→ DATA PROVIDED:
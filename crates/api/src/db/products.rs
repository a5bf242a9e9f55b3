//! Product repository for database operations.
//!
//! Product writes run in a single transaction that checks every referenced
//! row belongs to the owner, resolves the category through a
//! [`CategoryFallback`] when none was given, and rewrites the store links.

use std::future::Future;

use chrono::{DateTime, Utc};
use rust_decimal::Decimal;
use sqlx::{PgConnection, PgPool};

use cosmetics_core::{
    AccountId, BrandId, CategoryId, GroupId, PriceTier, ProductId, StoreId, UnitTier,
};

use super::categories::CategoryRepository;
use super::{RepositoryError, Window};
use crate::models::{Product, ProductFilter, ProductInput};

/// Picks the category of a product saved without one.
pub trait CategoryFallback: Sync {
    /// Return the category to use for a product in `group`.
    fn resolve(
        &self,
        conn: &mut PgConnection,
        owner: AccountId,
        group: GroupId,
    ) -> impl Future<Output = Result<CategoryId, RepositoryError>> + Send;
}

// =============================================================================
// Internal Row Types
// =============================================================================

const PRODUCT_SELECT: &str = r"
    SELECT p.id, p.name, p.brand_id, p.group_id, p.category_id, p.price,
           p.ingredients, p.capacity, p.unit, p.is_available, p.is_favourite,
           p.image, p.created_at, p.updated_at,
           ARRAY(
               SELECT ps.store_id FROM catalog.product_store ps
               WHERE ps.product_id = p.id
               ORDER BY ps.store_id
           ) AS store_ids
    FROM catalog.product p
";

#[derive(Debug, sqlx::FromRow)]
struct ProductRow {
    id: i32,
    name: String,
    brand_id: Option<i32>,
    group_id: i32,
    category_id: Option<i32>,
    price: PriceTier,
    ingredients: String,
    capacity: Decimal,
    unit: UnitTier,
    is_available: bool,
    is_favourite: bool,
    image: Option<String>,
    created_at: DateTime<Utc>,
    updated_at: DateTime<Utc>,
    store_ids: Vec<i32>,
}

impl From<ProductRow> for Product {
    fn from(row: ProductRow) -> Self {
        Self {
            id: ProductId::new(row.id),
            name: row.name,
            brand: row.brand_id.map(BrandId::new),
            group: GroupId::new(row.group_id),
            category: row.category_id.map(CategoryId::new),
            price: row.price,
            ingredients: row.ingredients,
            capacity: row.capacity,
            unit: row.unit,
            stores: row.store_ids.into_iter().map(StoreId::new).collect(),
            is_available: row.is_available,
            is_favourite: row.is_favourite,
            image: row.image,
            created_at: row.created_at,
            updated_at: row.updated_at,
        }
    }
}

fn does_not_exist(field: &'static str, id: impl std::fmt::Display) -> RepositoryError {
    RepositoryError::invalid(field, format!("Invalid pk \"{id}\" - object does not exist."))
}

/// Owner scope plus the optional equality filters, bound as `$1..=$7`.
/// A `NULL` filter parameter matches every row.
const PRODUCT_FILTER: &str = r"
    WHERE p.account_id = $1
        AND ($2::int IS NULL OR p.group_id = $2)
        AND ($3::int IS NULL OR p.category_id = $3)
        AND ($4::int IS NULL OR p.brand_id = $4)
        AND ($5::int IS NULL OR EXISTS (
            SELECT 1 FROM catalog.product_store ps
            WHERE ps.product_id = p.id AND ps.store_id = $5
        ))
        AND ($6::boolean IS NULL OR p.is_available = $6)
        AND ($7::boolean IS NULL OR p.is_favourite = $7)
";

fn count_sql() -> String {
    format!("SELECT COUNT(*) FROM catalog.product p {PRODUCT_FILTER}")
}

fn list_sql() -> String {
    format!("{PRODUCT_SELECT} {PRODUCT_FILTER} ORDER BY p.name DESC, p.id ASC LIMIT $8 OFFSET $9")
}

// =============================================================================
// Repository
// =============================================================================

/// Repository for product database operations.
pub struct ProductRepository<'a> {
    pool: &'a PgPool,
}

impl<'a> ProductRepository<'a> {
    /// Create a new product repository.
    #[must_use]
    pub const fn new(pool: &'a PgPool) -> Self {
        Self { pool }
    }

    /// Count an account's products matching `filter`.
    ///
    /// # Errors
    ///
    /// Returns `RepositoryError::Database` if the query fails.
    pub async fn count(
        &self,
        owner: AccountId,
        filter: &ProductFilter,
    ) -> Result<i64, RepositoryError> {
        let sql = count_sql();
        let count = sqlx::query_scalar::<_, i64>(&sql)
            .bind(owner)
            .bind(filter.group)
            .bind(filter.category)
            .bind(filter.brand)
            .bind(filter.store)
            .bind(filter.is_available)
            .bind(filter.is_favourite)
            .fetch_one(self.pool)
            .await?;

        Ok(count)
    }

    /// List one page of an account's products matching `filter`.
    ///
    /// # Errors
    ///
    /// Returns `RepositoryError::Database` if the query fails.
    pub async fn list(
        &self,
        owner: AccountId,
        filter: &ProductFilter,
        window: Window,
    ) -> Result<Vec<Product>, RepositoryError> {
        let sql = list_sql();
        let rows = sqlx::query_as::<_, ProductRow>(&sql)
            .bind(owner)
            .bind(filter.group)
            .bind(filter.category)
            .bind(filter.brand)
            .bind(filter.store)
            .bind(filter.is_available)
            .bind(filter.is_favourite)
            .bind(window.limit)
            .bind(window.offset)
            .fetch_all(self.pool)
            .await?;

        Ok(rows.into_iter().map(Into::into).collect())
    }

    /// Get a product by ID.
    ///
    /// # Errors
    ///
    /// Returns `RepositoryError::Database` if the query fails.
    pub async fn get(
        &self,
        owner: AccountId,
        id: ProductId,
    ) -> Result<Option<Product>, RepositoryError> {
        let mut conn = self.pool.acquire().await?;
        fetch(&mut conn, owner, id).await
    }

    /// Create a product.
    ///
    /// # Errors
    ///
    /// Returns `RepositoryError::Invalid` if a referenced brand, group,
    /// category, or store is not owned by `owner`, or the category is not in
    /// the product's group.
    /// Returns any error produced by `fallback`.
    pub async fn create<F: CategoryFallback>(
        &self,
        owner: AccountId,
        input: &ProductInput,
        fallback: &F,
    ) -> Result<Product, RepositoryError> {
        let mut tx = self.pool.begin().await?;

        check_references(&mut tx, owner, input).await?;
        let category = match input.category {
            Some(category) => category,
            None => fallback.resolve(&mut tx, owner, input.group).await?,
        };

        let id = sqlx::query_scalar::<_, i32>(
            r"
            INSERT INTO catalog.product (
                account_id, name, brand_id, group_id, category_id, price,
                ingredients, capacity, unit, is_available, is_favourite, image
            )
            VALUES ($1, $2, $3, $4, $5, $6, $7, $8, $9, $10, $11, $12)
            RETURNING id
            ",
        )
        .bind(owner)
        .bind(&input.name)
        .bind(input.brand)
        .bind(input.group)
        .bind(category)
        .bind(input.price)
        .bind(&input.ingredients)
        .bind(input.capacity)
        .bind(input.unit)
        .bind(input.is_available)
        .bind(input.is_favourite)
        .bind(&input.image)
        .fetch_one(&mut *tx)
        .await?;
        let id = ProductId::new(id);

        replace_stores(&mut tx, id, &input.stores).await?;

        let product = fetch(&mut tx, owner, id)
            .await?
            .ok_or_else(|| RepositoryError::DataCorruption(format!("product {id} vanished")))?;

        tx.commit().await?;

        Ok(product)
    }

    /// Replace every field of a product.
    ///
    /// # Errors
    ///
    /// Returns `RepositoryError::NotFound` if the product does not belong to `owner`.
    /// Returns `RepositoryError::Invalid` for foreign or mismatched references,
    /// as for [`create`](Self::create).
    pub async fn update<F: CategoryFallback>(
        &self,
        owner: AccountId,
        id: ProductId,
        input: &ProductInput,
        fallback: &F,
    ) -> Result<Product, RepositoryError> {
        let mut tx = self.pool.begin().await?;

        let locked = sqlx::query_scalar::<_, i32>(
            "SELECT id FROM catalog.product WHERE id = $1 AND account_id = $2 FOR UPDATE",
        )
        .bind(id)
        .bind(owner)
        .fetch_optional(&mut *tx)
        .await?;
        if locked.is_none() {
            return Err(RepositoryError::NotFound);
        }

        check_references(&mut tx, owner, input).await?;
        let category = match input.category {
            Some(category) => category,
            None => fallback.resolve(&mut tx, owner, input.group).await?,
        };

        sqlx::query(
            r"
            UPDATE catalog.product SET
                name = $3, brand_id = $4, group_id = $5, category_id = $6,
                price = $7, ingredients = $8, capacity = $9, unit = $10,
                is_available = $11, is_favourite = $12, image = $13,
                updated_at = NOW()
            WHERE id = $1 AND account_id = $2
            ",
        )
        .bind(id)
        .bind(owner)
        .bind(&input.name)
        .bind(input.brand)
        .bind(input.group)
        .bind(category)
        .bind(input.price)
        .bind(&input.ingredients)
        .bind(input.capacity)
        .bind(input.unit)
        .bind(input.is_available)
        .bind(input.is_favourite)
        .bind(&input.image)
        .execute(&mut *tx)
        .await?;

        replace_stores(&mut tx, id, &input.stores).await?;

        let product = fetch(&mut tx, owner, id)
            .await?
            .ok_or(RepositoryError::NotFound)?;

        tx.commit().await?;

        Ok(product)
    }

    /// Delete a product and its store links.
    ///
    /// # Errors
    ///
    /// Returns `RepositoryError::Database` if a statement fails.
    pub async fn delete(&self, owner: AccountId, id: ProductId) -> Result<bool, RepositoryError> {
        let mut tx = self.pool.begin().await?;

        sqlx::query(
            r"
            DELETE FROM catalog.product_store ps
            USING catalog.product p
            WHERE ps.product_id = p.id AND p.id = $1 AND p.account_id = $2
            ",
        )
        .bind(id)
        .bind(owner)
        .execute(&mut *tx)
        .await?;

        let result = sqlx::query("DELETE FROM catalog.product WHERE id = $1 AND account_id = $2")
            .bind(id)
            .bind(owner)
            .execute(&mut *tx)
            .await?;

        tx.commit().await?;

        Ok(result.rows_affected() > 0)
    }
}

// =============================================================================
// Transaction helpers
// =============================================================================

async fn fetch(
    conn: &mut PgConnection,
    owner: AccountId,
    id: ProductId,
) -> Result<Option<Product>, RepositoryError> {
    let row = sqlx::query_as::<_, ProductRow>(&format!(
        "{PRODUCT_SELECT} WHERE p.id = $1 AND p.account_id = $2"
    ))
    .bind(id)
    .bind(owner)
    .fetch_optional(conn)
    .await?;

    Ok(row.map(Into::into))
}

async fn check_references(
    conn: &mut PgConnection,
    owner: AccountId,
    input: &ProductInput,
) -> Result<(), RepositoryError> {
    if let Some(brand) = input.brand {
        let owned = sqlx::query_scalar::<_, bool>(
            "SELECT EXISTS(SELECT 1 FROM catalog.brand WHERE id = $1 AND account_id = $2)",
        )
        .bind(brand)
        .bind(owner)
        .fetch_one(&mut *conn)
        .await?;
        if !owned {
            return Err(does_not_exist("brand", brand));
        }
    }

    let group_owned = sqlx::query_scalar::<_, bool>(
        "SELECT EXISTS(SELECT 1 FROM catalog.product_group WHERE id = $1 AND account_id = $2)",
    )
    .bind(input.group)
    .bind(owner)
    .fetch_one(&mut *conn)
    .await?;
    if !group_owned {
        return Err(does_not_exist("group", input.group));
    }

    if let Some(category) = input.category {
        match CategoryRepository::group_of(conn, owner, category).await? {
            None => return Err(does_not_exist("category", category)),
            Some(group) if group != input.group => {
                return Err(RepositoryError::invalid(
                    "category",
                    "Category does not belong to the selected group.",
                ));
            }
            Some(_) => {}
        }
    }

    if !input.stores.is_empty() {
        let ids: Vec<i32> = input.stores.iter().map(StoreId::as_i32).collect();
        let owned = sqlx::query_scalar::<_, i32>(
            "SELECT id FROM catalog.store WHERE account_id = $1 AND id = ANY($2)",
        )
        .bind(owner)
        .bind(&ids)
        .fetch_all(&mut *conn)
        .await?;

        if let Some(missing) = ids.iter().find(|id| !owned.contains(id)) {
            return Err(does_not_exist("stores", missing));
        }
    }

    Ok(())
}

async fn replace_stores(
    conn: &mut PgConnection,
    id: ProductId,
    stores: &[StoreId],
) -> Result<(), RepositoryError> {
    sqlx::query("DELETE FROM catalog.product_store WHERE product_id = $1")
        .bind(id)
        .execute(&mut *conn)
        .await?;

    if stores.is_empty() {
        return Ok(());
    }

    let ids: Vec<i32> = stores.iter().map(StoreId::as_i32).collect();
    sqlx::query(
        r"
        INSERT INTO catalog.product_store (product_id, store_id)
        SELECT $1, store_id FROM UNNEST($2::INTEGER[]) AS t(store_id)
        ON CONFLICT DO NOTHING
        ",
    )
    .bind(id)
    .bind(&ids)
    .execute(&mut *conn)
    .await?;

    Ok(())
}
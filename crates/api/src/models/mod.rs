//! Domain models for the catalog API.
//!
//! Catalog types double as the JSON representation returned to clients;
//! [`account::Account`] does not, because it must never be echoed whole.

pub mod account;
pub mod catalog;

pub use account::{Account, CurrentAccount, NewAccount};
pub use catalog::{
    Brand, Category, Group, Product, ProductFilter, ProductInput, Store,
};
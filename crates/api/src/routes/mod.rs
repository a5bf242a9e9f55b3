//! HTTP route handlers for the catalog API.
//!
//! # Route Structure
//!
//! ```text
//! GET  /health                                   - Liveness
//! GET  /health/ready                             - Readiness (database ping)
//!
//! # Accounts (no auth)
//! POST /api/user/register                        - Register, seeds default groups
//! POST /api/user/token                           - Obtain a bearer token
//!
//! # Catalog (bearer token required)
//! GET  POST              /api/brands
//! GET  PUT PATCH DELETE  /api/brands/{id}
//! GET  POST              /api/stores
//! GET  PUT PATCH DELETE  /api/stores/{id}
//! GET                    /api/groups             - With nested categories
//! GET                    /api/groups/{id}
//! GET  POST              /api/groups/{group_id}/categories
//! GET  PUT PATCH DELETE  /api/groups/{group_id}/categories/{id}
//! GET  POST              /api/products           - Filters: group, category, brand,
//!                                                  store, is_available, is_favourite
//! GET  PUT PATCH DELETE  /api/products/{id}
//! ```
//!
//! Any other method on these paths, and any method on `/api/categories`,
//! answers 405.

pub mod brands;
pub mod categories;
pub mod extract;
pub mod groups;
pub mod products;
pub mod stores;
pub mod users;

use axum::{
    Router,
    extract::State,
    http::StatusCode,
    routing::{get, post},
};

use crate::error::AppError;
use crate::state::AppState;

/// Handler for methods a route does not accept.
pub async fn method_not_allowed() -> AppError {
    AppError::MethodNotAllowed
}

/// Create the account routes router.
pub fn user_routes() -> Router<AppState> {
    Router::new()
        .route(
            "/api/user/register",
            post(users::register).fallback(method_not_allowed),
        )
        .route(
            "/api/user/token",
            post(users::token).fallback(method_not_allowed),
        )
}

/// Create all routes for the API.
pub fn routes() -> Router<AppState> {
    Router::new()
        .route("/health", get(health))
        .route("/health/ready", get(readiness))
        .merge(user_routes())
        .merge(brands::router())
        .merge(stores::router())
        .merge(groups::router())
        .merge(categories::router())
        .merge(products::router())
}

/// Liveness health check endpoint.
///
/// Returns "ok" if the server is running. Does not check dependencies.
async fn health() -> &'static str {
    "ok"
}

/// Readiness health check endpoint.
///
/// Returns 503 Service Unavailable if the database is not reachable.
async fn readiness(State(state): State<AppState>) -> StatusCode {
    match sqlx::query("SELECT 1").fetch_one(state.pool()).await {
        Ok(_) => StatusCode::OK,
        Err(_) => StatusCode::SERVICE_UNAVAILABLE,
    }
}
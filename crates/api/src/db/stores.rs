//! Store repository for database operations.
//!
//! Stores are linked to products through `catalog.product_store`; deleting a
//! store drops those links and leaves the products in place.

use sqlx::PgPool;

use cosmetics_core::{AccountId, StoreId};

use super::{RepositoryError, Window};
use crate::models::Store;

#[derive(Debug, sqlx::FromRow)]
struct StoreRow {
    id: i32,
    name: String,
}

impl From<StoreRow> for Store {
    fn from(row: StoreRow) -> Self {
        Self {
            id: StoreId::new(row.id),
            name: row.name,
        }
    }
}

/// Repository for store database operations.
pub struct StoreRepository<'a> {
    pool: &'a PgPool,
}

impl<'a> StoreRepository<'a> {
    /// Create a new store repository.
    #[must_use]
    pub const fn new(pool: &'a PgPool) -> Self {
        Self { pool }
    }

    /// Count the stores owned by an account.
    ///
    /// # Errors
    ///
    /// Returns `RepositoryError::Database` if the query fails.
    pub async fn count(&self, owner: AccountId) -> Result<i64, RepositoryError> {
        let count =
            sqlx::query_scalar::<_, i64>("SELECT COUNT(*) FROM catalog.store WHERE account_id = $1")
                .bind(owner)
                .fetch_one(self.pool)
                .await?;

        Ok(count)
    }

    /// List one page of an account's stores.
    ///
    /// # Errors
    ///
    /// Returns `RepositoryError::Database` if the query fails.
    pub async fn list(
        &self,
        owner: AccountId,
        window: Window,
    ) -> Result<Vec<Store>, RepositoryError> {
        let rows = sqlx::query_as::<_, StoreRow>(
            r"
            SELECT id, name FROM catalog.store
            WHERE account_id = $1
            ORDER BY name DESC, id ASC
            LIMIT $2 OFFSET $3
            ",
        )
        .bind(owner)
        .bind(window.limit)
        .bind(window.offset)
        .fetch_all(self.pool)
        .await?;

        Ok(rows.into_iter().map(Into::into).collect())
    }

    /// Get a store by ID.
    ///
    /// # Errors
    ///
    /// Returns `RepositoryError::Database` if the query fails.
    pub async fn get(
        &self,
        owner: AccountId,
        id: StoreId,
    ) -> Result<Option<Store>, RepositoryError> {
        let row = sqlx::query_as::<_, StoreRow>(
            "SELECT id, name FROM catalog.store WHERE id = $1 AND account_id = $2",
        )
        .bind(id)
        .bind(owner)
        .fetch_optional(self.pool)
        .await?;

        Ok(row.map(Into::into))
    }

    /// Create a store.
    ///
    /// # Errors
    ///
    /// Returns `RepositoryError::Database` if the insert fails.
    pub async fn create(&self, owner: AccountId, name: &str) -> Result<Store, RepositoryError> {
        let row = sqlx::query_as::<_, StoreRow>(
            "INSERT INTO catalog.store (account_id, name) VALUES ($1, $2) RETURNING id, name",
        )
        .bind(owner)
        .bind(name)
        .fetch_one(self.pool)
        .await?;

        Ok(row.into())
    }

    /// Rename a store.
    ///
    /// # Errors
    ///
    /// Returns `RepositoryError::NotFound` if the store does not belong to `owner`.
    pub async fn update(
        &self,
        owner: AccountId,
        id: StoreId,
        name: &str,
    ) -> Result<Store, RepositoryError> {
        let row = sqlx::query_as::<_, StoreRow>(
            r"
            UPDATE catalog.store SET name = $3
            WHERE id = $1 AND account_id = $2
            RETURNING id, name
            ",
        )
        .bind(id)
        .bind(owner)
        .bind(name)
        .fetch_optional(self.pool)
        .await?;

        row.map(Into::into).ok_or(RepositoryError::NotFound)
    }

    /// Delete a store and its product links.
    ///
    /// # Errors
    ///
    /// Returns `RepositoryError::Database` if a statement fails.
    pub async fn delete(&self, owner: AccountId, id: StoreId) -> Result<bool, RepositoryError> {
        let mut tx = self.pool.begin().await?;

        sqlx::query(
            r"
            DELETE FROM catalog.product_store ps
            USING catalog.store s
            WHERE ps.store_id = s.id AND s.id = $1 AND s.account_id = $2
            ",
        )
        .bind(id)
        .bind(owner)
        .execute(&mut *tx)
        .await?;

        let result = sqlx::query("DELETE FROM catalog.store WHERE id = $1 AND account_id = $2")
            .bind(id)
            .bind(owner)
            .execute(&mut *tx)
            .await?;

        tx.commit().await?;

        Ok(result.rows_affected() > 0)
    }
}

→ TASK DETAILS:
Each line of the entries above that includes the string "AppError" should be copied out.

→ EXERCISE RESPONSE:
use crate::error::AppError;
pub async fn method_not_allowed() -> AppError {
    AppError::MethodNotAllowed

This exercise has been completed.